BEGIN DATASET CONTENT

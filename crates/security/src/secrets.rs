//! Secrets encryption using AES-256-GCM with SHA-256-based key derivation.
//!
//! Values at rest are stored in a versioned envelope:
//!
//! ```text
//! ENC:v1:<context_id>:<unix_ts>:<base64(nonce || ciphertext || tag)>
//! ```
//!
//! A previous-key slot permits transparent rotation: decryption tries the
//! current key first, then the previous one, without re-encrypting all rows
//! at once.

use aes_gcm::{Aes256Gcm, KeyInit, Nonce, aead::Aead};
use base64::Engine;
use base64::engine::general_purpose::STANDARD as BASE64;
use sha2::{Digest, Sha256};

/// Envelope prefix for the current format version.
const ENVELOPE_PREFIX: &str = "ENC:v1";

/// Manages encryption/decryption of secrets using AES-256-GCM.
pub struct SecretsManager {
    key: [u8; 32],
    previous_key: Option<[u8; 32]>,
}

impl SecretsManager {
    /// Create a new SecretsManager from a passphrase.
    ///
    /// Derives a 32-byte key using iterated SHA-256 hashing (100,000
    /// rounds). Rejects empty passphrases to prevent weak keys.
    pub fn new(passphrase: &str) -> Self {
        assert!(
            !passphrase.is_empty(),
            "SecretsManager passphrase must not be empty"
        );
        Self {
            key: derive_key(passphrase),
            previous_key: None,
        }
    }

    /// Attach a previous passphrase for rotation-window decryption.
    pub fn with_previous(mut self, passphrase: &str) -> Self {
        if !passphrase.is_empty() {
            self.previous_key = Some(derive_key(passphrase));
        }
        self
    }

    /// Encrypt a plaintext into a versioned envelope string.
    ///
    /// Each call generates a fresh random 12-byte nonce, so encrypting the
    /// same plaintext twice produces different envelopes. `context_id`
    /// identifies the owning row and is carried in the clear.
    pub fn encrypt(&self, context_id: &str, plaintext: &str) -> Result<String, SecretError> {
        if context_id.contains(':') {
            return Err(SecretError::InvalidContext(context_id.into()));
        }
        let cipher = Aes256Gcm::new_from_slice(&self.key)
            .map_err(|e| SecretError::EncryptionFailed(format!("Key init failed: {e}")))?;
        let nonce_bytes = generate_nonce();
        let nonce = Nonce::from_slice(&nonce_bytes);
        let ciphertext = cipher
            .encrypt(nonce, plaintext.as_bytes())
            .map_err(|_| SecretError::EncryptionFailed("AES-256-GCM encrypt failed".into()))?;

        let mut blob = Vec::with_capacity(12 + ciphertext.len());
        blob.extend_from_slice(&nonce_bytes);
        blob.extend_from_slice(&ciphertext);

        let ts = std::time::SystemTime::now()
            .duration_since(std::time::UNIX_EPOCH)
            .map(|d| d.as_secs())
            .unwrap_or(0);

        Ok(format!(
            "{ENVELOPE_PREFIX}:{context_id}:{ts}:{}",
            BASE64.encode(blob)
        ))
    }

    /// Decrypt an envelope back to plaintext.
    ///
    /// Tries the current key, then the previous key. Returns an error when
    /// the envelope is malformed, the key is wrong, or the ciphertext was
    /// tampered with (authenticated encryption detects modification).
    pub fn decrypt(&self, envelope: &str) -> Result<String, SecretError> {
        let parsed = parse_envelope(envelope)?;

        let plaintext = self
            .try_decrypt(&self.key, &parsed)
            .or_else(|_| match &self.previous_key {
                Some(prev) => self.try_decrypt(prev, &parsed),
                None => Err(SecretError::DecryptionFailed(
                    "Wrong key or corrupted ciphertext".into(),
                )),
            })?;

        String::from_utf8(plaintext)
            .map_err(|_| SecretError::DecryptionFailed("Invalid UTF-8 after decryption".into()))
    }

    /// Whether a stored value is an envelope this manager understands.
    pub fn is_envelope(value: &str) -> bool {
        value.starts_with(ENVELOPE_PREFIX)
    }

    fn try_decrypt(&self, key: &[u8; 32], parsed: &ParsedEnvelope) -> Result<Vec<u8>, SecretError> {
        let cipher = Aes256Gcm::new_from_slice(key)
            .map_err(|e| SecretError::DecryptionFailed(format!("Key init failed: {e}")))?;
        let nonce = Nonce::from_slice(&parsed.nonce);
        cipher
            .decrypt(nonce, parsed.ciphertext.as_slice())
            .map_err(|_| SecretError::DecryptionFailed("Wrong key or corrupted ciphertext".into()))
    }
}

struct ParsedEnvelope {
    nonce: [u8; 12],
    ciphertext: Vec<u8>,
}

fn parse_envelope(envelope: &str) -> Result<ParsedEnvelope, SecretError> {
    // ENC:v1:<context>:<ts>:<blob>
    let mut parts = envelope.splitn(5, ':');
    let magic = parts.next().unwrap_or_default();
    let version = parts.next().unwrap_or_default();
    let _context = parts
        .next()
        .ok_or_else(|| SecretError::MalformedEnvelope("missing context".into()))?;
    let _ts = parts
        .next()
        .ok_or_else(|| SecretError::MalformedEnvelope("missing timestamp".into()))?;
    let blob_b64 = parts
        .next()
        .ok_or_else(|| SecretError::MalformedEnvelope("missing payload".into()))?;

    if magic != "ENC" || version != "v1" {
        return Err(SecretError::MalformedEnvelope(format!(
            "unknown envelope header {magic}:{version}"
        )));
    }

    let blob = BASE64
        .decode(blob_b64)
        .map_err(|e| SecretError::MalformedEnvelope(format!("bad base64: {e}")))?;
    if blob.len() < 12 + 16 {
        return Err(SecretError::MalformedEnvelope("payload too short".into()));
    }

    let mut nonce = [0u8; 12];
    nonce.copy_from_slice(&blob[..12]);
    Ok(ParsedEnvelope {
        nonce,
        ciphertext: blob[12..].to_vec(),
    })
}

/// Errors from secrets operations.
#[derive(Debug, thiserror::Error)]
pub enum SecretError {
    #[error("Encryption failed: {0}")]
    EncryptionFailed(String),

    #[error("Decryption failed: {0}")]
    DecryptionFailed(String),

    #[error("Malformed envelope: {0}")]
    MalformedEnvelope(String),

    #[error("Context id must not contain ':': {0}")]
    InvalidContext(String),
}

/// Derive a 32-byte AES key from a passphrase using iterated SHA-256.
///
/// Performs 100,000 rounds of SHA-256 hashing to slow down brute-force
/// attacks. A unique salt is mixed in to prevent rainbow table attacks.
fn derive_key(passphrase: &str) -> [u8; 32] {
    let salt = b"tmi-secrets-v1-salt";
    let mut hash = Sha256::new();
    hash.update(salt);
    hash.update(passphrase.as_bytes());
    let mut result = hash.finalize();

    for _ in 0..100_000 {
        let mut h = Sha256::new();
        h.update(result);
        h.update(passphrase.as_bytes());
        result = h.finalize();
    }

    let mut key = [0u8; 32];
    key.copy_from_slice(&result);
    key
}

/// Generate a cryptographically random 12-byte nonce for AES-GCM.
fn generate_nonce() -> [u8; 12] {
    use rand::Rng;
    let mut rng = rand::rng();
    let mut nonce = [0u8; 12];
    rng.fill(&mut nonce);
    nonce
}

#[cfg(test)]
mod tests {
    use super::*;

    #[test]
    fn encrypt_decrypt_roundtrip() {
        let manager = SecretsManager::new("my-secure-password-123");
        let envelope = manager.encrypt("sub-1", "whsec_abcdef").unwrap();
        assert!(envelope.starts_with("ENC:v1:sub-1:"));
        assert_eq!(manager.decrypt(&envelope).unwrap(), "whsec_abcdef");
    }

    #[test]
    fn different_nonces_produce_different_envelopes() {
        let manager = SecretsManager::new("password");
        let e1 = manager.encrypt("ctx", "secret").unwrap();
        let e2 = manager.encrypt("ctx", "secret").unwrap();
        assert_ne!(e1, e2);
        assert_eq!(manager.decrypt(&e1).unwrap(), "secret");
        assert_eq!(manager.decrypt(&e2).unwrap(), "secret");
    }

    #[test]
    fn wrong_key_fails_to_decrypt() {
        let m1 = SecretsManager::new("correct-password");
        let m2 = SecretsManager::new("wrong-password");
        let envelope = m1.encrypt("ctx", "secret").unwrap();
        assert!(m2.decrypt(&envelope).is_err());
    }

    #[test]
    fn previous_key_decrypts_during_rotation() {
        let old = SecretsManager::new("old-passphrase");
        let envelope = old.encrypt("ctx", "secret").unwrap();

        let rotated = SecretsManager::new("new-passphrase").with_previous("old-passphrase");
        assert_eq!(rotated.decrypt(&envelope).unwrap(), "secret");

        // New writes use the new key and still decrypt
        let fresh = rotated.encrypt("ctx", "secret2").unwrap();
        assert_eq!(rotated.decrypt(&fresh).unwrap(), "secret2");
    }

    #[test]
    fn tampered_ciphertext_is_rejected() {
        let manager = SecretsManager::new("password");
        let envelope = manager.encrypt("ctx", "secret").unwrap();
        let mut tampered = envelope.clone();
        tampered.pop();
        tampered.push(if envelope.ends_with('A') { 'B' } else { 'A' });
        assert!(manager.decrypt(&tampered).is_err());
    }

    #[test]
    fn malformed_envelopes_are_rejected() {
        let manager = SecretsManager::new("password");
        assert!(manager.decrypt("not-an-envelope").is_err());
        assert!(manager.decrypt("ENC:v2:ctx:0:AAAA").is_err());
        assert!(manager.decrypt("ENC:v1:ctx:0:!!!").is_err());
        assert!(manager.decrypt("ENC:v1:ctx:0:AAAA").is_err());
    }

    #[test]
    fn context_with_colon_is_rejected() {
        let manager = SecretsManager::new("password");
        assert!(manager.encrypt("a:b", "secret").is_err());
    }

    #[test]
    fn is_envelope_detects_format() {
        assert!(SecretsManager::is_envelope("ENC:v1:x:0:AAAA"));
        assert!(!SecretsManager::is_envelope("plaintext-secret"));
    }
}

END DATASET CONTENT

WHAT TO WORK ON
Set down exactly the lines of the data above, beginning with the line that has "encryption detects modification)." and ending with the line that has "pub fn is_envelope(value: &str)", and no others.

YOUR SOLUTION
    /// tampered with (authenticated encryption detects modification).
    pub fn decrypt(&self, envelope: &str) -> Result<String, SecretError> {
        let parsed = parse_envelope(envelope)?;

        let plaintext = self
            .try_decrypt(&self.key, &parsed)
            .or_else(|_| match &self.previous_key {
                Some(prev) => self.try_decrypt(prev, &parsed),
                None => Err(SecretError::DecryptionFailed(
                    "Wrong key or corrupted ciphertext".into(),
                )),
            })?;

        String::from_utf8(plaintext)
            .map_err(|_| SecretError::DecryptionFailed("Invalid UTF-8 after decryption".into()))
    }

    /// Whether a stored value is an envelope this manager understands.
    pub fn is_envelope(value: &str) -> bool {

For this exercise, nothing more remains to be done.